Myth 2: Hair supplements always help. Biotin supplements are heavily marketed for hair, but clinical evidence only supports them in people with a confirmed biotin deficiency — which is rare. In contrast, correcting a genuine iron or ferritin deficit has strong evidence behind it. Before spending money on hair-specific supplements, test for the deficiencies most likely to be relevant (iron, ferritin, vitamin D, thyroid hormones).
What does have consistent support is minoxidil (2% for women), which prolongs the growth phase and is available without a prescription. It requires consistent use — results typically take four to six months and stop if treatment is discontinued. Scalp massage (four minutes daily) has emerging evidence for stimulating follicle activity with no downside beyond the time investment. Managing chronic stress is also clinically meaningful: cortisol spikes push more follicles into the shedding phase simultaneously, producing the pattern called telogen effluvium.
Practical Steps to Slow Menopausal Hair Thinning
A multi-pronged approach works better than a single fix. The most evidence-backed actions, ranked by impact:
- Rule out deficiencies first: Ask your GP to test ferritin (not just haemoglobin), thyroid (TSH, T3, T4), and vitamin D. Ferritin below 70 mcg/L is associated with hair loss even when anaemia is absent.
- Use a scalp-focused shampoo: Look for formulas with ketoconazole or saw palmetto, which have mild anti-androgenic effects at the scalp level, reducing DHT-related follicle miniaturisation.
- Minimise mechanical damage: Tight ponytails, heat styling without protection, and aggressive towel drying all increase breakage. Traction alopecia from consistent tight styles can cause permanent follicle damage if sustained over years.
- Consider discussing HRT with your doctor: Restoring oestrogen levels can help preserve the hair growth phase. This is explored in depth — including the complication that some progestogens can worsen hair loss — in our guide on menopause symptom treatments.

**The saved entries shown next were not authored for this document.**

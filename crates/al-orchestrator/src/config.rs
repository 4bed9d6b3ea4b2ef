//! Orchestrator configuration, loadable from TOML with environment overrides.

use std::path::Path;

use al_catalog::brands::{DEFAULT_DEALER_BRANDS, DEFAULT_ECOSYSTEM_BRANDS};
use al_catalog::{EmbeddingConfig, SearchPolicy};
use serde::Deserialize;

use crate::dialogue::DialogueSettings;
use crate::intent::llm::ClassifierConfig;
use crate::leads::routing::RoutingConfig;

/// Used when no path is given on the command line.
pub const DEFAULT_CONFIG_PATH: &str = "/etc/autolider/orchestrator.toml";

/// Top-level configuration. Every section is optional.
#[derive(Debug, Clone, Default, Deserialize)]
pub struct OrchestratorConfig {
    #[serde(default)]
    pub server: ServerConfig,
    #[serde(default)]
    pub classifier: ClassifierConfig,
    #[serde(default)]
    pub embeddings: EmbeddingConfig,
    #[serde(default)]
    pub catalog: CatalogConfig,
    #[serde(default)]
    pub dealer: DealerConfig,
    #[serde(default)]
    pub search: SearchPolicy,
    #[serde(default)]
    pub dialogue: DialogueSettings,
    #[serde(default)]
    pub leads: LeadsConfig,
    #[serde(default)]
    pub routing: RoutingConfig,
}

#[derive(Debug, Clone, Deserialize)]
pub struct ServerConfig {
    #[serde(default = "default_host")]
    pub host: String,
    #[serde(default = "default_port")]
    pub port: u16,
}

fn default_host() -> String {
    "0.0.0.0".to_string()
}

fn default_port() -> u16 {
    3000
}

impl Default for ServerConfig {
    fn default() -> Self {
        Self {
            host: default_host(),
            port: default_port(),
        }
    }
}

#[derive(Debug, Clone, Deserialize)]
pub struct CatalogConfig {
    /// JSON array of offers.
    #[serde(default = "default_catalog_path")]
    pub path: String,
}

fn default_catalog_path() -> String {
    "/var/lib/autolider/catalog.json".to_string()
}

impl Default for CatalogConfig {
    fn default() -> Self {
        Self {
            path: default_catalog_path(),
        }
    }
}

/// Which brands the dealership sells new, and which belong to the service ecosystem.
#[derive(Debug, Clone, Deserialize)]
pub struct DealerConfig {
    #[serde(default = "default_dealer_brands")]
    pub brands: Vec<String>,
    #[serde(default = "default_ecosystem_brands")]
    pub ecosystem_brands: Vec<String>,
    #[serde(default = "default_company_name")]
    pub company_name: String,
}

fn default_dealer_brands() -> Vec<String> {
    DEFAULT_DEALER_BRANDS.iter().map(|b| b.to_string()).collect()
}

fn default_ecosystem_brands() -> Vec<String> {
    DEFAULT_ECOSYSTEM_BRANDS.iter().map(|b| b.to_string()).collect()
}

fn default_company_name() -> String {
    "АвтоЛидер".to_string()
}

impl Default for DealerConfig {
    fn default() -> Self {
        Self {
            brands: default_dealer_brands(),
            ecosystem_brands: default_ecosystem_brands(),
            company_name: default_company_name(),
        }
    }
}

/// Where confirmed leads go besides the routed channel.
#[derive(Debug, Clone, Default, Deserialize)]
pub struct LeadsConfig {
    /// JSON-lines file; `None` disables the file sink.
    #[serde(default)]
    pub file_path: Option<String>,
    /// Notification endpoint; `None` disables the webhook sink.
    #[serde(default)]
    pub webhook_url: Option<String>,
    #[serde(default = "default_webhook_timeout")]
    pub webhook_timeout_secs: u64,
}

fn default_webhook_timeout() -> u64 {
    10
}

impl OrchestratorConfig {
    /// Load config from a TOML file path.
    pub fn from_file(path: impl AsRef<Path>) -> anyhow::Result<Self> {
        let contents = std::fs::read_to_string(path)?;
        let config: Self = toml::from_str(&contents)?;
        Ok(config)
    }

    /// Like [`from_file`](Self::from_file), but a missing file yields defaults.
    /// Secrets are then overridden from the environment.
    pub fn load(path: impl AsRef<Path>) -> anyhow::Result<Self> {
        let path = path.as_ref();
        let mut config = if path.exists() {
            Self::from_file(path)?
        } else {
            tracing::warn!(path = %path.display(), "config file not found, using defaults");
            Self::default()
        };
        config.apply_env();
        Ok(config)
    }

    fn apply_env(&mut self) {
        if let Ok(key) = std::env::var("CLASSIFIER_API_KEY")
            && !key.is_empty()
        {
            self.classifier.api_key = Some(key);
        }
        if let Ok(key) = std::env::var("EMBEDDINGS_API_KEY")
            && !key.is_empty()
        {
            self.embeddings.api_key = Some(key);
        }
    }
}

#[cfg(test)]
mod tests {
    use super::*;

    #[test]
    fn default_config() {
        let config = OrchestratorConfig::default();
        assert_eq!(config.server.host, "0.0.0.0");
        assert_eq!(config.server.port, 3000);
        assert_eq!(config.dealer.brands, vec!["Chery", "Jetour", "Haval"]);
        assert!(!config.classifier.enabled);
        assert!(!config.embeddings.enabled);
        assert_eq!(config.dialogue.phone_attempts, 3);
        assert_eq!(config.dialogue.budget_attempts, 2);
        assert!(config.leads.file_path.is_none());
    }

    #[test]
    fn deserialize_empty_config() {
        let config: OrchestratorConfig = toml::from_str("").unwrap();
        assert_eq!(config.search, SearchPolicy::default());
        assert_eq!(config.embeddings.batch_size, 10);
    }

    #[test]
    fn deserialize_full_config() {
        let toml = r#"
[server]
host = "127.0.0.1"
port = 8088

[classifier]
enabled = true
base_url = "http://llm.local/v1"
model = "GigaChat-Pro"
timeout_secs = 5

[embeddings]
enabled = true
batch_size = 4

[catalog]
path = "/data/cars.json"

[dealer]
brands = ["Chery", "Haval"]
company_name = "Тест"

[search]
power_tolerance = 0.85
fallback_pool = 7

[dialogue]
phone_attempts = 5
default_name = "Гость"

[leads]
file_path = "/tmp/leads.jsonl"
webhook_url = "http://hooks.local/leads"

[routing]
general = "ops"
dealer = { Chery = "chery-sales" }
"#;
        let config: OrchestratorConfig = toml::from_str(toml).unwrap();
        assert_eq!(config.server.port, 8088);
        assert!(config.classifier.enabled);
        assert_eq!(config.classifier.model, "GigaChat-Pro");
        assert_eq!(config.classifier.max_tokens, 800); // default
        assert_eq!(config.embeddings.batch_size, 4);
        assert_eq!(config.catalog.path, "/data/cars.json");
        assert_eq!(config.dealer.brands.len(), 2);
        assert_eq!(config.dealer.ecosystem_brands.len(), 5); // default
        assert!((config.search.power_tolerance - 0.85).abs() < f64::EPSILON);
        assert_eq!(config.search.fallback_pool, 7);
        assert_eq!(config.search.max_cached, 5); // default
        assert_eq!(config.dialogue.phone_attempts, 5);
        assert_eq!(config.dialogue.default_name, "Гость");
        assert_eq!(config.leads.webhook_timeout_secs, 10);
        assert_eq!(config.routing.general, "ops");
        assert_eq!(config.routing.dealer.get("Chery").map(String::as_str), Some("chery-sales"));
    }

    #[test]
    fn missing_file_yields_defaults() {
        let config = OrchestratorConfig::load("/nonexistent/orchestrator.toml").unwrap();
        assert_eq!(config.server.port, 3000);
    }

    #[test]
    fn malformed_file_is_an_error() {
        let path = std::env::temp_dir().join(format!("al-orch-bad-{}.toml", std::process::id()));
        std::fs::write(&path, "[server\nport = ").unwrap();
        assert!(OrchestratorConfig::load(&path).is_err());
        let _ = std::fs::remove_file(&path);
    }
}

One important trade-off: treatments that work for hormone-driven loss (like HRT or anti-androgens) will not address loss caused by nutritional or thyroid issues — and vice versa. Getting the correct diagnosis before choosing an intervention saves significant time and money. If shedding is severe, sudden, or accompanied by other symptoms, a dermatologist referral is appropriate. Please consult a qualified healthcare professional before starting any medical treatment for hair loss.